I have all the time in the world to
do things with my dad. Our erranding and puttering around the house are the
ways he protects me and fills the void made by a harsh and oblivious mom. He
trusts me to use his tools and is patient with his left-handed daughter. Later
on, most likely around suppertime, we’ll need to do some more erranding, this
time ending up at Baskin-Robbins. There, we get our usual cones: two scoops of
vanilla for Dad and two scoops of chocolate for me. I forget to smoosh down the
scoops with my lips and as I lick at the chocolate drips streaming down the sides of the cone, I
watch my two precious scoops splat on the floor. Of course, dad saves the day
and I get two new scoops.
My dad taught me many things over the years,
some of which may be considered useful: measure twice, cut once; WD-40 and duct
tape are the two most important tools in a toolbox; never pass up an
opportunity to pee; how to ride a bike; how to drive a stick shift; when in
doubt, throw it out; ice cream soothes a heartache; and you should always have
a book handy. But he gave me more than that. He gave me himself: his humor, his
kindness, his time, his heart, his love.
I never went through a phase of
being embarrassed by my dad. How could I? He was perfect for me and I know he
felt the same about me. I lived mostly inside myself, with my imagination (a
very special commodity with my dad), and was a mediocre student and social
misfit susceptible to extreme mood swings. I was not my brother or my sister—athletic,
smart, popular, or conventionally pretty--but my dad loved and accepted me for
who I was: his manoona, his prunella, his baby girl.
I
wasn’t there for him in 2001 when he was diagnosed with pancreatic cancer. I
wasn’t there while he suffered with pain so excruciating that double doses of
oxycontin did little to alleviate it. I wasn’t there when on January 11, 2002
he died. It is I who has abandoned him. It took three months from diagnosis to
death. I didn’t know it was to be our last Christmas and I can’t look at the
home-movies or pictures from that time. I was there at the funeral in 2002 and
at his burial in 2006. After four years of residing in a baby-blue marble box
on my mom’s table, we buried his ashes along with my mom’s in a side-by-side
urn.Dad’s viewing was crowded. Some of the well-wishers I had never met. People that knew him from the bank, the post office, the hardware store, the deli, the library, the bar; little kids who knew him as Uncle Fwank; families that he met when he took walks in the neighborhood; and workers and repairmen he supervised from his front porch during his retirement. He was their sun and moon and had basked in his humor, his kindness, his time, and his heart. I was again his sidekick, his little buddy.
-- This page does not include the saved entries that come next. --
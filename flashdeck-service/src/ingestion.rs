//! Document ingestion.
//!
//! Turns uploaded PDFs into labelled page text:
//! - per-page text extraction, with a vision-model fallback for pages whose
//!   text layer is missing or too thin
//! - aggregation of several documents into one block of source content
//! - truncation of that content to the generation context budget

pub mod aggregate;
pub mod assemble;
pub mod hash;
pub mod hybrid;
pub mod pdf;
pub mod sufficiency;
pub mod vision;

use std::collections::BTreeMap;
use std::path::{Path, PathBuf};

use image::DynamicImage;
use serde::Serialize;

use crate::error::ProcessingError;
use crate::models::DocumentMetadata;

pub use aggregate::{DocumentAggregator, DocumentSummary, IngestionReport};
pub use assemble::assemble_content;
pub use hybrid::HybridPageProcessor;
pub use pdf::PdfiumReader;
pub use vision::{VisionExtractor, VisionTranscriber};

/// Text shown in place of a page that could not be read by either method.
pub const PAGE_ERROR_PLACEHOLDER: &str = "[Error processing page]";

/// Access to the pages of a document on disk.
pub trait DocumentReader: Send + Sync {
    /// Text of every page, keyed by 1-indexed page number. Pages without a
    /// text layer map to an empty string.
    fn page_texts(&self, path: &Path) -> Result<BTreeMap<u32, String>, ProcessingError>;

    /// Render a single 1-indexed page at the given resolution.
    fn render_page(
        &self,
        path: &Path,
        page_number: u32,
        dpi: u32,
    ) -> Result<DynamicImage, ProcessingError>;

    fn metadata(&self, path: &Path) -> Result<DocumentMetadata, ProcessingError>;
}

/// How a page's text was obtained
#[derive(Debug, Clone, Copy, PartialEq, Eq, Serialize)]
#[serde(rename_all = "snake_case")]
pub enum ExtractionMethod {
    TextExtraction,
    VisionFallback,
    ExtractionError,
}

/// Text for one page of one document
#[derive(Debug, Clone, PartialEq)]
pub struct PageText {
    pub document_id: String,
    pub page_number: u32,
    pub raw_text: String,
    pub method: ExtractionMethod,
    /// Why the fallback failed, for `ExtractionError` pages. Never rendered.
    pub error: Option<String>,
}

impl PageText {
    pub fn extracted(document_id: &str, page_number: u32, text: String) -> Self {
        Self {
            document_id: document_id.to_string(),
            page_number,
            raw_text: text,
            method: ExtractionMethod::TextExtraction,
            error: None,
        }
    }

    pub fn transcribed(document_id: &str, page_number: u32, text: String) -> Self {
        Self {
            document_id: document_id.to_string(),
            page_number,
            raw_text: text,
            method: ExtractionMethod::VisionFallback,
            error: None,
        }
    }

    pub fn failed(document_id: &str, page_number: u32, error: &ProcessingError) -> Self {
        Self {
            document_id: document_id.to_string(),
            page_number,
            raw_text: PAGE_ERROR_PLACEHOLDER.to_string(),
            method: ExtractionMethod::ExtractionError,
            error: Some(error.to_string()),
        }
    }

    pub fn header(&self) -> String {
        match self.method {
            ExtractionMethod::VisionFallback => {
                format!("=== Page {} (Vision API) ===", self.page_number)
            }
            ExtractionMethod::TextExtraction | ExtractionMethod::ExtractionError => {
                format!("=== Page {} ===", self.page_number)
            }
        }
    }

    pub fn render(&self) -> String {
        format!("{}\n{}", self.header(), self.raw_text)
    }
}

/// All pages of one document, in ascending page order
#[derive(Debug, Clone, PartialEq)]
pub struct DocumentContent {
    pub document_id: String,
    pub filename: String,
    pub pages: Vec<PageText>,
}

impl DocumentContent {
    pub fn render(&self) -> String {
        self.pages
            .iter()
            .map(PageText::render)
            .collect::<Vec<_>>()
            .join("\n\n")
    }

    pub fn count_pages(&self, method: ExtractionMethod) -> usize {
        self.pages.iter().filter(|page| page.method == method).count()
    }
}

/// An uploaded document staged on disk
#[derive(Debug, Clone, PartialEq, Eq)]
pub struct SourceDocument {
    pub id: String,
    pub filename: String,
    pub path: PathBuf,
}
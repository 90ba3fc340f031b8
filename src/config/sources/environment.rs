//! Environment source: `COMPANION_SEED_<SECTION>__<KEY>`, e.g. `COMPANION_SEED_OWNER__ID`.

use crate::config::ENV_PREFIX;
use config::builder::DefaultState;
use config::ConfigBuilder;
use config::ConfigError;
use config::Environment;

/// Add the environment override source. Always last, so it wins.
pub fn add_to_builder(
    builder: ConfigBuilder<DefaultState>,
) -> Result<ConfigBuilder<DefaultState>, ConfigError> {
    Ok(builder.add_source(
        Environment::with_prefix(ENV_PREFIX)
            .prefix_separator("_")
            .separator("__")
            .try_parsing(true),
    ))
}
Looking at my dad in his casket was so
hard. He was wearing a suit, not his jeans and sweatshirt. His eyes were closed
and I was unable to see his beautiful baby-blue eyes, and there was no spot of
dried mustard in the corner of his mouth. But worse-of-all was his hair. It was
obvious they had styled it while he was lying down: it was all wrong and his
cowlick wasn’t laying right. Where was Art-the-Fart when you needed him?